EXERCISE GOAL = Would you write out all the records again, exactly?
DATA EXTRACTS: Begin
use burn::{ prelude::Backend, tensor::{ ElementConversion, Tensor } };

/// Clamp bound keeping `log` finite at saturated probabilities.
const EPSILON: f64 = 1e-7;

/// Binary cross-entropy on sigmoid outputs.
pub struct BinaryCrossEntropy;

impl BinaryCrossEntropy {
    pub fn new() -> Self {
        Self
    }

    /// `probabilities` and `targets` are `[batch, 1]`; targets hold 0.0 or 1.0.
    pub fn forward<B: Backend>(
        &self,
        probabilities: Tensor<B, 2>,
        targets: Tensor<B, 2>
    ) -> Tensor<B, 1> {
        let probabilities = probabilities.clamp(EPSILON, 1.0 - EPSILON);

        // y * log(p) + (1 - y) * log(1 - p)
        let positive = targets.clone() * probabilities.clone().log();
        let negative = targets.neg().add_scalar(1.0) * probabilities.neg().add_scalar(1.0).log();

        (positive + negative).neg().mean()
    }
}

/// Share of predictions on the same side of 0.5 as their targets, in [0, 1].
pub fn binary_accuracy<B: Backend>(probabilities: Tensor<B, 2>, targets: Tensor<B, 2>) -> f64 {
    let total = probabilities.dims()[0] as f64;
    let predictions = probabilities.greater_elem(0.5).int();
    let truth = targets.greater_elem(0.5).int();

    let corrects = predictions.equal(truth).int().sum().into_scalar().elem::<f64>();
    corrects / total
}

#[cfg(test)]
mod tests {
    use super::*;
    use burn::backend::{ libtorch::LibTorchDevice, LibTorch };
    use burn::tensor::TensorData;

    type B = LibTorch;

    fn column(values: Vec<f32>) -> Tensor<B, 2> {
        let rows = values.len();
        Tensor::from_data(TensorData::new(values, [rows, 1]), &LibTorchDevice::Cpu)
    }

    #[test]
    fn matches_hand_computed_loss() {
        let loss = BinaryCrossEntropy::new()
            .forward(column(vec![0.9, 0.2]), column(vec![1.0, 0.0]))
            .into_scalar()
            .elem::<f64>();
        let expected = -((0.9f64).ln() + (0.8f64).ln()) / 2.0;
        assert!((loss - expected).abs() < 1e-5, "{loss} != {expected}");
    }

    #[test]
    fn saturated_predictions_stay_finite() {
        let loss = BinaryCrossEntropy::new()
            .forward(column(vec![0.0, 1.0]), column(vec![1.0, 0.0]))
            .into_scalar()
            .elem::<f64>();
        assert!(loss.is_finite());
        assert!(loss > 10.0);
    }

    #[test]
    fn accuracy_thresholds_at_one_half() {
        let accuracy = binary_accuracy(
            column(vec![0.9, 0.4, 0.6, 0.1]),
            column(vec![1.0, 1.0, 0.0, 0.0])
        );
        assert!((accuracy - 0.5).abs() < 1e-9);
    }
}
DATA EXTRACTS: End
WRITTEN RESPONSE =
use burn::{ prelude::Backend, tensor::{ ElementConversion, Tensor } };

/// Clamp bound keeping `log` finite at saturated probabilities.
const EPSILON: f64 = 1e-7;

/// Binary cross-entropy on sigmoid outputs.
pub struct BinaryCrossEntropy;

impl BinaryCrossEntropy {
    pub fn new() -> Self {
        Self
    }

    /// `probabilities` and `targets` are `[batch, 1]`; targets hold 0.0 or 1.0.
    pub fn forward<B: Backend>(
        &self,
        probabilities: Tensor<B, 2>,
        targets: Tensor<B, 2>
    ) -> Tensor<B, 1> {
        let probabilities = probabilities.clamp(EPSILON, 1.0 - EPSILON);

        // y * log(p) + (1 - y) * log(1 - p)
        let positive = targets.clone() * probabilities.clone().log();
        let negative = targets.neg().add_scalar(1.0) * probabilities.neg().add_scalar(1.0).log();

        (positive + negative).neg().mean()
    }
}

/// Share of predictions on the same side of 0.5 as their targets, in [0, 1].
pub fn binary_accuracy<B: Backend>(probabilities: Tensor<B, 2>, targets: Tensor<B, 2>) -> f64 {
    let total = probabilities.dims()[0] as f64;
    let predictions = probabilities.greater_elem(0.5).int();
    let truth = targets.greater_elem(0.5).int();

    let corrects = predictions.equal(truth).int().sum().into_scalar().elem::<f64>();
    corrects / total
}

#[cfg(test)]
mod tests {
    use super::*;
    use burn::backend::{ libtorch::LibTorchDevice, LibTorch };
    use burn::tensor::TensorData;

    type B = LibTorch;

    fn column(values: Vec<f32>) -> Tensor<B, 2> {
        let rows = values.len();
        Tensor::from_data(TensorData::new(values, [rows, 1]), &LibTorchDevice::Cpu)
    }

    #[test]
    fn matches_hand_computed_loss() {
        let loss = BinaryCrossEntropy::new()
            .forward(column(vec![0.9, 0.2]), column(vec![1.0, 0.0]))
            .into_scalar()
            .elem::<f64>();
        let expected = -((0.9f64).ln() + (0.8f64).ln()) / 2.0;
        assert!((loss - expected).abs() < 1e-5, "{loss} != {expected}");
    }

    #[test]
    fn saturated_predictions_stay_finite() {
        let loss = BinaryCrossEntropy::new()
            .forward(column(vec![0.0, 1.0]), column(vec![1.0, 0.0]))
            .into_scalar()
            .elem::<f64>();
        assert!(loss.is_finite());
        assert!(loss > 10.0);
    }

    #[test]
    fn accuracy_thresholds_at_one_half() {
        let accuracy = binary_accuracy(
            column(vec![0.9, 0.4, 0.6, 0.1]),
            column(vec![1.0, 1.0, 0.0, 0.0])
        );
        assert!((accuracy - 0.5).abs() < 1e-9);
    }
}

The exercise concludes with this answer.